Figure 2.

IKKα is required for acquired immunity to L. monocytogenes and CD8⁺ T-cell memory. WT and Ikkα^AA/AA chimeric mice were infected intravenously (i.v.) with 10⁴ CFU L. monocytogenes expressing chicken ovalbumin (Lm-OVA), spleens (A) and liver (B) were collected after 7 days for CFU measurements (primary infection). In parallel experiments, mice received a second infection with 10⁶ CFU Lm-OVA 35 days after primary infection and CFU was determined in spleen and liver after a further 5 days (secondary infection).
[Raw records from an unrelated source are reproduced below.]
//! Poseidon commitments, natively and as an R1CS gadget
//!
//! Both sides use the same `ark-crypto-primitives` sponge with the same
//! parameters, so a commitment computed here always matches the one the
//! selective-disclosure circuit exposes as a public signal.

use std::sync::OnceLock;

use ark_bn254::Fr;
use ark_crypto_primitives::sponge::constraints::CryptographicSpongeVar;
use ark_crypto_primitives::sponge::poseidon::constraints::PoseidonSpongeVar;
use ark_crypto_primitives::sponge::poseidon::{
    find_poseidon_ark_and_mds, PoseidonConfig, PoseidonSponge,
};
use ark_crypto_primitives::sponge::{CryptographicSponge, FieldBasedCryptographicSponge};
use ark_ff::PrimeField;
use ark_r1cs_std::fields::fp::FpVar;
use ark_relations::r1cs::{ConstraintSystemRef, SynthesisError};

/// Full S-box rounds
pub const FULL_ROUNDS: usize = 8;
/// Partial S-box rounds for a width-3 state over BN254 with alpha = 5
pub const PARTIAL_ROUNDS: usize = 57;
/// S-box exponent
pub const ALPHA: u64 = 5;

const RATE: usize = 2;
const CAPACITY: usize = 1;

/// Shared sponge parameters, derived once per process
pub fn poseidon_config() -> &'static PoseidonConfig<Fr> {
    static CONFIG: OnceLock<PoseidonConfig<Fr>> = OnceLock::new();
    CONFIG.get_or_init(|| {
        let (ark, mds) = find_poseidon_ark_and_mds::<Fr>(
            u64::from(Fr::MODULUS_BIT_SIZE),
            RATE,
            FULL_ROUNDS as u64,
            PARTIAL_ROUNDS as u64,
            0,
        );
        PoseidonConfig::new(FULL_ROUNDS, PARTIAL_ROUNDS, ALPHA, mds, ark, RATE, CAPACITY)
    })
}

/// Poseidon hasher matching the in-circuit gadget
pub struct PoseidonHasher {
    config: &'static PoseidonConfig<Fr>,
}

impl Default for PoseidonHasher {
    fn default() -> Self {
        Self::new()
    }
}

impl PoseidonHasher {
    /// Create a new Poseidon hasher
    pub fn new() -> Self {
        Self {
            config: poseidon_config(),
        }
    }

    /// Hash inputs using Poseidon
    pub fn hash(&self, inputs: &[Fr]) -> Fr {
        let mut sponge = PoseidonSponge::new(self.config);
        for input in inputs {
            sponge.absorb(input);
        }
        sponge.squeeze_native_field_elements(1)[0]
    }

    /// Commitment to an attribute: `Poseidon(value, disclosed)`.
    ///
    /// Binding the flag lets a viewer check a disclosed slot against its
    /// commitment without learning anything about hidden ones.
    pub fn commit_attribute(&self, value: &Fr, disclosed: bool) -> Fr {
        self.hash(&[*value, Fr::from(disclosed)])
    }
}

/// In-circuit counterpart of [`PoseidonHasher::hash`]
pub fn hash_gadget(
    cs: ConstraintSystemRef<Fr>,
    inputs: &[FpVar<Fr>],
) -> Result<FpVar<Fr>, SynthesisError> {
    let mut sponge = PoseidonSpongeVar::new(cs, poseidon_config());
    for input in inputs {
        sponge.absorb(input)?;
    }
    let mut output = sponge.squeeze_field_elements(1)?;
    output.pop().ok_or(SynthesisError::Unsatisfiable)
}

#[cfg(test)]
mod tests {
    use super::*;
    use ark_r1cs_std::alloc::AllocVar;
    use ark_r1cs_std::R1CSVar;
    use ark_relations::r1cs::ConstraintSystem;

    #[test]
    fn test_poseidon_hash() {
        let hasher = PoseidonHasher::new();

        let input1 = Fr::from(1u64);
        let input2 = Fr::from(2u64);

        let hash = hasher.hash(&[input1, input2]);

        // Verify hash is deterministic
        let hash2 = hasher.hash(&[input1, input2]);
        assert_eq!(hash, hash2);

        // Order matters
        assert_ne!(hash, hasher.hash(&[input2, input1]));
    }

    #[test]
    fn test_commitment_binds_flag() {
        let hasher = PoseidonHasher::new();
        let value = Fr::from(60u64);

        let disclosed = hasher.commit_attribute(&value, true);
        let hidden = hasher.commit_attribute(&value, false);
        assert_ne!(disclosed, hidden);

        // Different inputs -> different commitment
        assert_ne!(disclosed, hasher.commit_attribute(&Fr::from(61u64), true));
    }

    #[test]
    fn test_gadget_matches_native() {
        let hasher = PoseidonHasher::new();
        let value = Fr::from(110_105_103_104_116_115u64);
        let expected = hasher.commit_attribute(&value, true);

        let cs = ConstraintSystem::<Fr>::new_ref();
        let value_var = FpVar::new_witness(cs.clone(), || Ok(value)).unwrap();
        let flag_var = FpVar::new_witness(cs.clone(), || Ok(Fr::from(1u64))).unwrap();
        let out = hash_gadget(cs.clone(), &[value_var, flag_var]).unwrap();

        assert_eq!(out.value().unwrap(), expected);
        assert!(cs.is_satisfied().unwrap());
    }
}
Data are represented as mean±s.e.m. of n=8–16, statistical analysis was performed with Mann–Whitney test; *P≤0.05, ***P≤0.001. (C) 10⁴ CD8⁺ OT-I.EGFP cells were adoptively transferred to WT and Ikkα^AA/AA chimeric mice prior to infection with Lm-OVA (10⁴ CFU i.v.), expansion of OVA-specific OT-I cells was measured by FACS analysis of spleens 7 days post infection (primary infection; C). In parallel experiments, mice received a second infection with 10⁶ CFU Lm-OVA after 35 days, spleens were collected after a further 5 days for FACS analysis of OT-I cells (secondary infection; D). Representative data are shown from n=6 mice.